Achieving resilience requires:

  • Aligning resilience planning with business strategy.
  • A clear understanding of risks and trends.
  • Leadership from the very top.
  • Implementation across the business.

It can be difficult to know where to start because it encompasses the entire organisation with its many disciplines. Here are some key areas that should be considered as operational resilience is developed.

Identify the core

What are the core functions, or services, that must be protected as much as possible? What do you need to continue operating in order to remain viable?

Not everything is core. Deciding what’s in and what’s out involves looking at the value they add to the business – not just today, but into the future. 

Define where you want to be and assess where you are today

Achieving operational resilience is a journey, and before you set out, it’s important to understand what the journey will entail. 

Mapping out your current position involves a review of many aspects of the business, including:

  • Governance.
  • Risk management.
  • Change management.
  • Cyber security.
  • Capacity management.
  • Suppliers and other external relationships.

It’s important to be clear about the organisation’s appetite for risk, as this will help inform where it wants to be. 

The future state of operational resilience must include assessment of the culture, people and processes required for prevention, recovery and adaptation. It should be founded on the assumption that disruption will happen.

Roadmap to resilience

The route from where you are today to that future state of robust operational resilience will typically involve the following:

  1. Common definition and strategy for resilience.
    • Led from the top.
    • Ensures consistent language and expectations.
  1. Design of an operating model.
    • Includes implementation across the organisation.
    • Aligns resilience disciplines with business models.
  1. Establishing active oversight.
    • Measuring and reporting, with KPIs and Risk Indicators.
    • Ensuring visibility up to board level.

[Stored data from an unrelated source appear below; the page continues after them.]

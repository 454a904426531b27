//! DetectionAnalysis - never-failing query facade over the detection store
//!
//! Each query fetches a fresh snapshot with `find_all`, runs the matching
//! pure function from `aggregate`, and on a store failure logs the error and
//! returns that query's default dataset. No state is kept between queries.

use super::aggregate;
use super::defaults;
use super::structures::{self, ListItem, TreeNode};
use super::types::{
    AnalysisSummary, Bottleneck, Dominance, HourlyCounts, LaneAverages, SpeedEvolution,
    TotalVolume, TrafficEvolution,
};
use crate::ingest::types::{DetectionRecord, LaneCounts};
use crate::store::{DetectionStore, StoreError};
use chrono::NaiveDateTime;
use std::sync::Arc;

/// `lastUpdated` format: ISO-8601 local time without offset
pub const SUMMARY_TIMESTAMP_FORMAT: &str = "%Y-%m-%dT%H:%M:%S";

pub const DATA_QUALITY_GOOD: &str = "Good";
pub const DATA_QUALITY_NO_DATA: &str = "No Data";

/// A query could not read its snapshot
#[derive(Debug)]
pub struct AnalysisError(pub StoreError);

impl From<StoreError> for AnalysisError {
    fn from(err: StoreError) -> Self {
        AnalysisError(err)
    }
}

impl std::fmt::Display for AnalysisError {
    fn fmt(&self, f: &mut std::fmt::Formatter<'_>) -> std::fmt::Result {
        write!(f, "Aggregation failed: {}", self.0)
    }
}

impl std::error::Error for AnalysisError {}

pub struct DetectionAnalysis {
    store: Arc<dyn DetectionStore>,

    /// Local wall clock (for testing with a fixed time)
    clock: Box<dyn Fn() -> NaiveDateTime + Send + Sync>,
}

impl DetectionAnalysis {
    pub fn new(store: Arc<dyn DetectionStore>) -> Self {
        Self::new_with_clock(store, Box::new(|| chrono::Local::now().naive_local()))
    }

    pub fn new_with_clock(
        store: Arc<dyn DetectionStore>,
        clock: Box<dyn Fn() -> NaiveDateTime + Send + Sync>,
    ) -> Self {
        Self { store, clock }
    }

    fn snapshot(&self) -> Result<Vec<DetectionRecord>, AnalysisError> {
        Ok(self.store.find_all()?)
    }

    fn query<T>(
        &self,
        operation: &str,
        compute: impl FnOnce(&[DetectionRecord]) -> T,
        fallback: impl FnOnce() -> T,
    ) -> T {
        match self.snapshot() {
            Ok(records) => compute(&records),
            Err(e) => {
                log::error!("❌ {}: {}", operation, e);
                fallback()
            }
        }
    }

    pub fn total_volume(&self) -> TotalVolume {
        self.query("total_volume", aggregate::total_volume, defaults::total_volume)
    }

    pub fn volume_by_lane(&self) -> LaneCounts {
        self.query(
            "volume_by_lane",
            aggregate::volume_by_lane,
            defaults::lane_volumes,
        )
    }

    pub fn hourly_patterns(&self) -> HourlyCounts {
        self.query(
            "hourly_patterns",
            aggregate::hourly_patterns,
            defaults::hourly_pattern,
        )
    }

    pub fn avg_speed_by_lane(&self) -> LaneAverages {
        self.query(
            "avg_speed_by_lane",
            aggregate::avg_speed_by_lane,
            defaults::lane_speeds,
        )
    }

    /// Lanes below the speed threshold
    ///
    /// Built from the same datasets `avg_speed_by_lane` and `volume_by_lane`
    /// return, so lanes reported at 0.0 km/h are bottlenecks too.
    pub fn bottlenecks(&self) -> Vec<Bottleneck> {
        self.query(
            "bottlenecks",
            |records| {
                let speeds = aggregate::avg_speed_by_lane(records);
                let volumes = aggregate::volume_by_lane(records);
                aggregate::bottlenecks(&speeds, &volumes)
            },
            || aggregate::bottlenecks(&defaults::lane_speeds(), &defaults::lane_volumes()),
        )
    }

    pub fn traffic_evolution(&self) -> TrafficEvolution {
        self.query(
            "traffic_evolution",
            aggregate::traffic_evolution,
            defaults::traffic_evolution,
        )
    }

    pub fn speed_evolution(&self) -> SpeedEvolution {
        self.query(
            "speed_evolution",
            aggregate::speed_evolution,
            defaults::speed_evolution,
        )
    }

    pub fn vehicle_type_dominance(&self) -> Dominance {
        aggregate::vehicle_type_dominance(&self.total_volume().total)
    }

    pub fn total_detections(&self) -> u64 {
        match self.store.count() {
            Ok(count) => count,
            Err(e) => {
                log::error!("❌ total_detections: {}", e);
                0
            }
        }
    }

    pub fn analysis_summary(&self) -> AnalysisSummary {
        let total_detections = self.total_detections();
        let data_quality = if total_detections > 0 {
            DATA_QUALITY_GOOD
        } else {
            DATA_QUALITY_NO_DATA
        };

        AnalysisSummary {
            total_detections,
            total_volume: self.total_volume().total,
            avg_speed_by_lane: self.avg_speed_by_lane(),
            last_updated: (self.clock)().format(SUMMARY_TIMESTAMP_FORMAT).to_string(),
            data_quality: data_quality.to_string(),
        }
    }

    pub fn array_data(&self) -> Vec<i64> {
        self.query("array_data", structures::array_data, defaults::array_data)
    }

    /// Backs the linked-list, doubly-linked, circular, stack and queue views
    pub fn list_data(&self) -> Vec<ListItem> {
        self.query("list_data", structures::list_data, defaults::list_data)
    }

    pub fn tree_data(&self) -> TreeNode {
        structures::tree_data()
    }
}
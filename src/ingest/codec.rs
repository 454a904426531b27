//! RecordCodec - text encoding for the three per-record maps
//!
//! Detection maps are stored as JSON text. Encoding never fails outward and
//! decoding never aborts an aggregation: an unreadable column is simply
//! treated as absent.

use serde::de::DeserializeOwned;
use serde::Serialize;

/// Canonical encoding of an empty (or absent) map
pub const EMPTY_ENCODING: &str = "{}";

/// Literal text some writers store for a missing map
const NULL_LITERAL: &str = "null";

#[derive(Debug)]
pub struct DecodeError(serde_json::Error);

impl std::fmt::Display for DecodeError {
    fn fmt(&self, f: &mut std::fmt::Formatter<'_>) -> std::fmt::Result {
        write!(f, "Decode error: {}", self.0)
    }
}

impl std::error::Error for DecodeError {}

impl From<serde_json::Error> for DecodeError {
    fn from(err: serde_json::Error) -> Self {
        DecodeError(err)
    }
}

/// Encode a map as JSON text
///
/// Absent maps and serialization failures both yield `EMPTY_ENCODING`.
pub fn encode<T: Serialize>(value: Option<&T>) -> String {
    let Some(value) = value else {
        return EMPTY_ENCODING.to_string();
    };

    match serde_json::to_string(value) {
        Ok(text) => text,
        Err(e) => {
            log::debug!("⚠️  Encoding failed, storing empty map: {}", e);
            EMPTY_ENCODING.to_string()
        }
    }
}

/// True when a stored column actually carries a map
///
/// Blank text, `"null"` and `"{}"` are all "absent".
pub fn is_present(text: Option<&str>) -> bool {
    match text {
        Some(t) => {
            let trimmed = t.trim();
            !trimmed.is_empty() && trimmed != NULL_LITERAL && trimmed != EMPTY_ENCODING
        }
        None => false,
    }
}

/// Decode a stored column, keeping the failure visible
///
/// `Ok(None)` for absent columns, `Err` for text that is present but not a
/// valid encoding of `T`.
pub fn try_decode<T: DeserializeOwned>(text: Option<&str>) -> Result<Option<T>, DecodeError> {
    match text {
        Some(t) if is_present(Some(t)) => Ok(Some(serde_json::from_str(t)?)),
        _ => Ok(None),
    }
}

/// Decode a stored column, treating any failure as absent
pub fn decode<T: DeserializeOwned>(text: Option<&str>) -> Option<T> {
    try_decode(text).unwrap_or_else(|e| {
        log::debug!("⚠️  Ignoring undecodable column: {}", e);
        None
    })
}
//! Analysis - detection store → dashboard datasets
//!
//! `aggregate` holds the pure functions over a record snapshot;
//! `DetectionAnalysis` wraps them so that no query ever fails.

pub mod aggregate;
pub mod defaults;
pub mod engine;
pub mod structures;
pub mod types;

pub use aggregate::{extract_hour, BOTTLENECK_SPEED_THRESHOLD};
pub use engine::{AnalysisError, DetectionAnalysis};
pub use structures::{ListItem, TreeNode};
pub use types::{
    AnalysisSummary, Bottleneck, Dominance, HourlyCounts, LaneAverages, SpeedEvolution,
    TotalVolume, TrafficEvolution,
};
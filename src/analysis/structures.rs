//! Small views feeding the dashboard's data-structure demos

use super::aggregate::MISSING_DATE;
use crate::ingest::types::DetectionRecord;
use serde::Serialize;

pub const ARRAY_LIMIT: usize = 10;
pub const LIST_LIMIT: usize = 8;

#[derive(Debug, Clone, PartialEq, Eq, Serialize)]
pub struct ListItem {
    pub id: i64,
    pub date: String,
}

#[derive(Debug, Clone, PartialEq, Eq, Serialize)]
pub struct TreeNode {
    pub value: String,
    #[serde(skip_serializing_if = "Vec::is_empty")]
    pub children: Vec<TreeNode>,
}

impl TreeNode {
    pub fn leaf(value: &str) -> Self {
        Self {
            value: value.to_string(),
            children: Vec::new(),
        }
    }

    pub fn branch(value: &str, children: Vec<TreeNode>) -> Self {
        Self {
            value: value.to_string(),
            children,
        }
    }
}

/// Records in insertion order
fn by_id(records: &[DetectionRecord]) -> Vec<&DetectionRecord> {
    let mut sorted: Vec<&DetectionRecord> = records.iter().collect();
    sorted.sort_by_key(|r| r.id);
    sorted
}

/// Last two decimal digits of the first ten timestamps
pub fn array_data(records: &[DetectionRecord]) -> Vec<i64> {
    by_id(records)
        .into_iter()
        .take(ARRAY_LIMIT)
        .map(|r| r.timestamp_ms % 100)
        .collect()
}

pub fn list_data(records: &[DetectionRecord]) -> Vec<ListItem> {
    by_id(records)
        .into_iter()
        .take(LIST_LIMIT)
        .map(|r| ListItem {
            id: r.id,
            date: r.date.clone().unwrap_or_else(|| MISSING_DATE.to_string()),
        })
        .collect()
}

pub fn tree_data() -> TreeNode {
    TreeNode::branch(
        "Traffic Data",
        vec![
            TreeNode::branch(
                "Vehicles",
                vec![
                    TreeNode::leaf("Cars"),
                    TreeNode::leaf("Buses"),
                    TreeNode::leaf("Trucks"),
                ],
            ),
            TreeNode::branch(
                "Lanes",
                vec![
                    TreeNode::leaf("Lane 1"),
                    TreeNode::leaf("Lane 2"),
                    TreeNode::leaf("Lane 3"),
                ],
            ),
        ],
    )
}
//! End-to-end: detections.json → SQLite store → analysis queries

use std::fs;
use std::path::Path;
use std::sync::Arc;
use tempfile::tempdir;
use trafficflow::analysis::defaults;
use trafficflow::ingest::ReloadTrigger;
use trafficflow::{
    DetectionAnalysis, DetectionStore, ImportStatus, IngestError, IngestPipeline,
    SqliteDetectionStore,
};

fn sqlite_store(dir: &Path) -> Arc<SqliteDetectionStore> {
    Arc::new(SqliteDetectionStore::open(dir.join("traffic.db")).unwrap())
}

fn write_detections(dir: &Path, body: &str) -> std::path::PathBuf {
    let path = dir.join("detections.json");
    fs::write(&path, body).unwrap();
    path
}

#[test]
fn test_empty_store_total_volume() {
    let dir = tempdir().unwrap();
    let analysis = DetectionAnalysis::new(sqlite_store(dir.path()));

    let volume = serde_json::to_value(analysis.total_volume()).unwrap();
    assert_eq!(
        volume,
        serde_json::json!({
            "total": {"car": 0, "bus": 0, "truck": 0},
            "hourly": {},
            "daily": {"weekday": 0}
        })
    );
}

#[test]
fn test_single_record_totals_and_hourly() {
    let dir = tempdir().unwrap();
    let store = sqlite_store(dir.path());
    let path = write_detections(
        dir.path(),
        r#"{"detections": [
            {"timestamp_ms": 1746090900000, "date": "2025-05-01 09:15:00",
             "objects_total": {"car": 3, "bus": 1}}
        ]}"#,
    );

    IngestPipeline::new(store.clone()).load(&path).unwrap();
    let analysis = DetectionAnalysis::new(store);

    let volume = analysis.total_volume();
    assert_eq!(volume.total.len(), 2);
    assert_eq!(volume.total.get("car"), Some(&3));
    assert_eq!(volume.total.get("bus"), Some(&1));
    assert_eq!(volume.hourly.len(), 1);
    assert_eq!(volume.hourly.get("09:00"), Some(&4));
}

#[test]
fn test_slow_lane_is_bottleneck() {
    let dir = tempdir().unwrap();
    let store = sqlite_store(dir.path());
    let path = write_detections(
        dir.path(),
        r#"{"detections": [
            {"timestamp_ms": 1, "date": "2025-05-01 09:15:00",
             "objects_by_lane": {"lane_1": {"car": 2, "truck": 1}},
             "avg_speed_by_lane": {"lane_1": 10.0}}
        ]}"#,
    );

    IngestPipeline::new(store.clone()).load(&path).unwrap();
    let analysis = DetectionAnalysis::new(store);

    let speeds = analysis.avg_speed_by_lane();
    assert_eq!(speeds.len(), 1);
    assert_eq!(speeds.get("lane_1"), Some(&10.0));

    let bottlenecks = analysis.bottlenecks();
    assert_eq!(bottlenecks.len(), 1);
    assert_eq!(bottlenecks[0].lane, "lane_1");
    assert_eq!(bottlenecks[0].avg_speed, 10.0);
    assert_eq!(bottlenecks[0].total_vehicles, 3);
}

#[test]
fn test_entry_without_timestamp_is_skipped() {
    let dir = tempdir().unwrap();
    let store = sqlite_store(dir.path());
    let path = write_detections(
        dir.path(),
        r#"{"detections": [
            {"timestamp_ms": 1, "date": "2025-05-01 08:00:00", "objects_total": {"car": 1}},
            {"date": "2025-05-01 08:01:00", "objects_total": {"bus": 1}},
            {"timestamp_ms": 3, "date": "2025-05-01 08:02:00", "objects_total": {"truck": 1}}
        ]}"#,
    );

    let result = IngestPipeline::new(store.clone()).load(&path).unwrap();
    assert_eq!(result.status, ImportStatus::Imported);
    assert_eq!(result.persisted, 2);
    assert_eq!(result.failures.len(), 1);
    assert_eq!(result.failures[0].index, 1);
    assert_eq!(store.count().unwrap(), 2);
}

#[test]
fn test_empty_list_is_no_data() {
    let dir = tempdir().unwrap();
    let store = sqlite_store(dir.path());
    let path = write_detections(dir.path(), r#"{"detections": []}"#);

    let result = IngestPipeline::new(store.clone()).load(&path).unwrap();
    assert!(result.no_data());
    assert_eq!(result.persisted, 0);
    assert_eq!(store.count().unwrap(), 0);
}

#[test]
fn test_fatal_errors_surface_through_reload() {
    let dir = tempdir().unwrap();
    let store = sqlite_store(dir.path());
    let pipeline = IngestPipeline::new(store.clone());

    let missing = dir.path().join("missing.json");
    assert!(matches!(
        pipeline.reload(&missing),
        Err(IngestError::FileNotFound(_))
    ));

    let malformed = write_detections(dir.path(), "[1, 2, 3]");
    assert!(matches!(
        pipeline.reload(&malformed),
        Err(IngestError::MalformedDocument(_))
    ));
    assert_eq!(store.count().unwrap(), 0);
}

#[test]
fn test_reimport_appends_and_survives_reopen() {
    let dir = tempdir().unwrap();
    let path = write_detections(
        dir.path(),
        r#"{"detections": [
            {"timestamp_ms": 20, "date": "2025-05-01 10:00:00", "objects_total": {"car": 2}},
            {"timestamp_ms": 10, "date": "2025-05-01 09:00:00", "objects_total": {"bus": 1}}
        ]}"#,
    );

    {
        let store = sqlite_store(dir.path());
        let pipeline = IngestPipeline::new(store.clone()).with_analysis_kind("axle");
        pipeline.load(&path).unwrap();
        pipeline.load(&path).unwrap();
    }

    let store = sqlite_store(dir.path());
    assert_eq!(store.count().unwrap(), 4);

    let analysis = DetectionAnalysis::new(store);
    let evolution = analysis.traffic_evolution();
    assert_eq!(evolution.len(), 4);
    assert_eq!(evolution.timestamps[0], "2025-05-01 09:00:00");
    assert_eq!(evolution.bus, vec![1, 1, 0, 0]);
    assert_eq!(evolution.car, vec![0, 0, 2, 2]);

    assert_eq!(analysis.total_volume().daily.get("weekday"), Some(&6));
    assert_eq!(analysis.array_data(), vec![20, 10, 20, 10]);
}

#[test]
fn test_every_query_has_a_shape_on_empty_store() {
    let dir = tempdir().unwrap();
    let analysis = DetectionAnalysis::new(sqlite_store(dir.path()));

    assert_eq!(analysis.volume_by_lane(), defaults::lane_volumes());
    assert_eq!(analysis.hourly_patterns().len(), 24);
    assert_eq!(analysis.avg_speed_by_lane(), defaults::lane_speeds());
    assert_eq!(analysis.speed_evolution().len(), 3);
    assert_eq!(analysis.traffic_evolution().timestamps, vec!["08:00", "09:00", "10:00"]);
    assert_eq!(analysis.vehicle_type_dominance(), defaults::dominance());
    assert_eq!(analysis.analysis_summary().data_quality, "No Data");
    assert!(analysis.list_data().is_empty());

    let bottlenecks = analysis.bottlenecks();
    assert_eq!(bottlenecks.len(), 3);
    assert!(bottlenecks.iter().all(|b| b.avg_speed == 0.0));
}
//! Pure aggregation over a snapshot of detection records
//!
//! Every function takes the full record slice and builds its result with
//! local accumulators. Undecodable columns contribute nothing. Functions that
//! back a dashboard query fall back to the matching default dataset when the
//! live result is empty.

use super::defaults;
use super::types::{
    Bottleneck, Dominance, HourlyCounts, LaneAverages, SpeedEvolution, TotalVolume,
    TrafficEvolution,
};
use crate::ingest::codec;
use crate::ingest::types::{DetectionRecord, LaneCounts, LaneSpeeds, VehicleCounts};
use std::collections::BTreeMap;

/// Lanes averaging strictly less than this (km/h) are bottlenecks
pub const BOTTLENECK_SPEED_THRESHOLD: f64 = 15.0;

/// Date placeholder in time series for records without one
pub const MISSING_DATE: &str = "N/A";

/// `"YYYY-MM-DD HH:MM:SS"` → `"HH:00"`
///
/// `None` for absent, blank or malformed dates.
pub fn extract_hour(date: Option<&str>) -> Option<String> {
    let date = date?;
    if date.trim().is_empty() {
        return None;
    }

    let time = date.split(' ').nth(1)?;
    let hour = time.split(':').next()?;
    if hour.is_empty() {
        return None;
    }

    Some(format!("{}:00", hour))
}

/// Round half-up to 2 decimal places
pub fn round2(value: f64) -> f64 {
    (value * 100.0).round() / 100.0
}

fn record_total(counts: &VehicleCounts) -> i64 {
    counts.values().fold(0i64, |acc, v| acc.saturating_add(*v))
}

fn decode_totals(record: &DetectionRecord) -> Option<VehicleCounts> {
    codec::decode(record.objects_total.as_deref())
}

fn decode_lanes(record: &DetectionRecord) -> Option<LaneCounts> {
    codec::decode(record.objects_by_lane.as_deref())
}

fn decode_speeds(record: &DetectionRecord) -> Option<LaneSpeeds> {
    codec::decode(record.avg_speed_by_lane.as_deref())
}

/// Records in ascending `timestamp_ms` (ties by id)
fn chronological(records: &[DetectionRecord]) -> Vec<&DetectionRecord> {
    let mut sorted: Vec<&DetectionRecord> = records.iter().collect();
    sorted.sort_by_key(|r| (r.timestamp_ms, r.id));
    sorted
}

/// Per-type totals, per-hour totals and the weekday figure
pub fn total_volume(records: &[DetectionRecord]) -> TotalVolume {
    if records.is_empty() {
        return defaults::total_volume();
    }

    let mut totals = VehicleCounts::new();
    let mut hourly = HourlyCounts::new();

    for record in records {
        let Some(objects) = decode_totals(record) else {
            continue;
        };

        for (label, count) in &objects {
            if *count > 0 {
                let entry = totals.entry(label.clone()).or_insert(0);
                *entry = entry.saturating_add(*count);
            }
        }

        if let Some(hour) = extract_hour(record.date.as_deref()) {
            let record_sum = record_total(&objects);
            if record_sum > 0 {
                let entry = hourly.entry(hour).or_insert(0);
                *entry = entry.saturating_add(record_sum);
            }
        }
    }

    let weekday = record_total(&totals);
    let total = if totals.is_empty() {
        defaults::totals()
    } else {
        totals
    };

    TotalVolume {
        total,
        hourly,
        daily: BTreeMap::from([(defaults::WEEKDAY_KEY.to_string(), weekday)]),
    }
}

/// Per-lane, per-type sums without default fallback
///
/// A lane that appears in any record is present, even if none of its counts
/// were positive.
fn collect_lane_volumes(records: &[DetectionRecord]) -> LaneCounts {
    let mut lanes = LaneCounts::new();

    for record in records {
        let Some(record_lanes) = decode_lanes(record) else {
            continue;
        };

        for (lane, vehicles) in record_lanes {
            let lane_totals = lanes.entry(lane).or_default();
            for (vehicle_type, count) in vehicles {
                if count > 0 {
                    let entry = lane_totals.entry(vehicle_type).or_insert(0);
                    *entry = entry.saturating_add(count);
                }
            }
        }
    }

    lanes
}

pub fn volume_by_lane(records: &[DetectionRecord]) -> LaneCounts {
    let lanes = collect_lane_volumes(records);
    if lanes.is_empty() {
        defaults::lane_volumes()
    } else {
        lanes
    }
}

pub fn hourly_patterns(records: &[DetectionRecord]) -> HourlyCounts {
    let mut pattern = HourlyCounts::new();

    for record in records {
        let Some(hour) = extract_hour(record.date.as_deref()) else {
            continue;
        };
        let Some(objects) = decode_totals(record) else {
            continue;
        };

        let record_sum = record_total(&objects);
        if record_sum > 0 {
            let entry = pattern.entry(hour).or_insert(0);
            *entry = entry.saturating_add(record_sum);
        }
    }

    if pattern.is_empty() {
        defaults::hourly_pattern()
    } else {
        pattern
    }
}

/// Per-lane mean of positive speed samples, without default fallback
fn collect_lane_speeds(records: &[DetectionRecord]) -> LaneAverages {
    let mut samples: BTreeMap<String, Vec<f64>> = BTreeMap::new();

    for record in records {
        let Some(speeds) = decode_speeds(record) else {
            continue;
        };

        for (lane, speed) in speeds {
            if speed.is_finite() && speed > 0.0 {
                samples.entry(lane).or_default().push(speed);
            }
        }
    }

    samples
        .into_iter()
        .filter(|(_, speeds)| !speeds.is_empty())
        .map(|(lane, speeds)| {
            let average = speeds.iter().sum::<f64>() / speeds.len() as f64;
            (lane, round2(average))
        })
        .collect()
}

pub fn avg_speed_by_lane(records: &[DetectionRecord]) -> LaneAverages {
    let averages = collect_lane_speeds(records);
    if averages.is_empty() {
        defaults::lane_speeds()
    } else {
        averages
    }
}

/// Lanes slower than the threshold, with their total vehicle count
///
/// Ordered by lane label.
pub fn bottlenecks(avg_speeds: &LaneAverages, lane_volumes: &LaneCounts) -> Vec<Bottleneck> {
    avg_speeds
        .iter()
        .filter(|(_, speed)| **speed < BOTTLENECK_SPEED_THRESHOLD)
        .map(|(lane, speed)| Bottleneck {
            lane: lane.clone(),
            avg_speed: *speed,
            total_vehicles: lane_volumes.get(lane).map(record_total).unwrap_or(0),
        })
        .collect()
}

pub fn traffic_evolution(records: &[DetectionRecord]) -> TrafficEvolution {
    if records.is_empty() {
        return defaults::traffic_evolution();
    }

    let mut evolution = TrafficEvolution::with_capacity(records.len());
    for record in chronological(records) {
        evolution
            .timestamps
            .push(record.date.clone().unwrap_or_else(|| MISSING_DATE.to_string()));

        let objects = decode_totals(record).unwrap_or_default();
        let count = |label: &str| objects.get(label).copied().unwrap_or(0);
        evolution.car.push(count("car"));
        evolution.bus.push(count("bus"));
        evolution.truck.push(count("truck"));
    }

    evolution
}

pub fn speed_evolution(records: &[DetectionRecord]) -> SpeedEvolution {
    if records.is_empty() {
        return defaults::speed_evolution();
    }

    let mut evolution = SpeedEvolution::with_capacity(records.len());
    for record in chronological(records) {
        evolution
            .timestamps
            .push(record.date.clone().unwrap_or_else(|| MISSING_DATE.to_string()));

        let speeds = decode_speeds(record).unwrap_or_default();
        let speed = |lane: &str| speeds.get(lane).copied().unwrap_or(0.0);
        evolution.lane_1.push(speed("lane_1"));
        evolution.lane_2.push(speed("lane_2"));
        evolution.lane_3.push(speed("lane_3"));
    }

    evolution
}

/// Share of each vehicle type among all counted vehicles
///
/// Zero and negative counts are omitted; a zero grand total yields the
/// default dataset.
pub fn vehicle_type_dominance(totals: &VehicleCounts) -> Dominance {
    let grand_total = record_total(totals);
    if grand_total <= 0 {
        return defaults::dominance();
    }

    let dominance: Dominance = totals
        .iter()
        .filter(|(_, count)| **count > 0)
        .map(|(vehicle_type, count)| {
            let share = *count as f64 / grand_total as f64;
            (vehicle_type.clone(), (share * 10_000.0).round() / 100.0)
        })
        .collect();

    if dominance.is_empty() {
        defaults::dominance()
    } else {
        dominance
    }
}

There are four essential elements that underpin resilience planning – premises, people, technology and external stakeholders. Each of these is mapped to core processes across the business, such as customer relationships, payments and treasury.

Taking the customer view

While the outcome is to protect the business, the most effective operational resilience strategies put the customer at the centre. Regulation, technology and business practices revolve around the customer, so it’s vital that their perspective is paramount.

The role of GRC software in operational resilience 

Regulatory pressures, new technologies and heightened customer awareness make for an increasingly complex environment, particularly for financial services businesses. Keeping up with the many and evolving requirements has led to firms operating recording and reporting systems spread across multiple documents in different teams and formats. 

This makes reporting time-consuming and difficult, which in turn impacts the speed and quality of decision-making.

The answer is GRC software, a business-wide solution that automates many of the processes associated with maintaining operational resilience.

The 1RS GRC solutions have been built and are maintained by risk and compliance experts. They allow you to manage the continually evolving regulatory landscape, mapped to your business processes.

Benefits that our clients enjoy include:

  • Issue and risk event tracking.
  • Scheduling of self-assessments.
  • Automation of mapping and testing.

All of these tools form part of their strategy to maintain success, by becoming more resilient in today’s demanding marketplace.